------ Input records

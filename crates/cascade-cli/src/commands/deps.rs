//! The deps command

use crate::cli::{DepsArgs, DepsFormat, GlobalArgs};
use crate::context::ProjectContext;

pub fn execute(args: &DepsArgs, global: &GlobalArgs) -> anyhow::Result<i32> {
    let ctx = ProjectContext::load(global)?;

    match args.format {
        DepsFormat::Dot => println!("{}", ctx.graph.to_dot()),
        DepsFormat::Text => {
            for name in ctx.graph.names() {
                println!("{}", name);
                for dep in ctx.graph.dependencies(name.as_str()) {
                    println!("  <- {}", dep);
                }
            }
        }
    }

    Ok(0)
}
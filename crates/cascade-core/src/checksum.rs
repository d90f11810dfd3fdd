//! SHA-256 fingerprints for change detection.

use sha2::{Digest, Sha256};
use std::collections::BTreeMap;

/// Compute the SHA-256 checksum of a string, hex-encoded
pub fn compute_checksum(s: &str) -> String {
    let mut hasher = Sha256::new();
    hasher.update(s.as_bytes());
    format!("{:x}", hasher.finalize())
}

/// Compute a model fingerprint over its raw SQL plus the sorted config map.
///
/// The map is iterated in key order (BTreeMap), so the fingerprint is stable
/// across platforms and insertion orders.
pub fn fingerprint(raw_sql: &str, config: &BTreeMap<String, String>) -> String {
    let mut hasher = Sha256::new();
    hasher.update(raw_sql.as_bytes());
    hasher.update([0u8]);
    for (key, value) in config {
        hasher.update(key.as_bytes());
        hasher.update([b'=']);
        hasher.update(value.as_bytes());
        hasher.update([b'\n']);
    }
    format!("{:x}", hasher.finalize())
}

------------

» **Task requirements**: Reproduce exactly the line bearing "for (key, value)" and all the lines that come after it in the records above; add nothing.

» **Answer for the task**:
    for (key, value) in config {
        hasher.update(key.as_bytes());
        hasher.update([b'=']);
        hasher.update(value.as_bytes());
        hasher.update([b'\n']);
    }
    format!("{:x}", hasher.finalize())
}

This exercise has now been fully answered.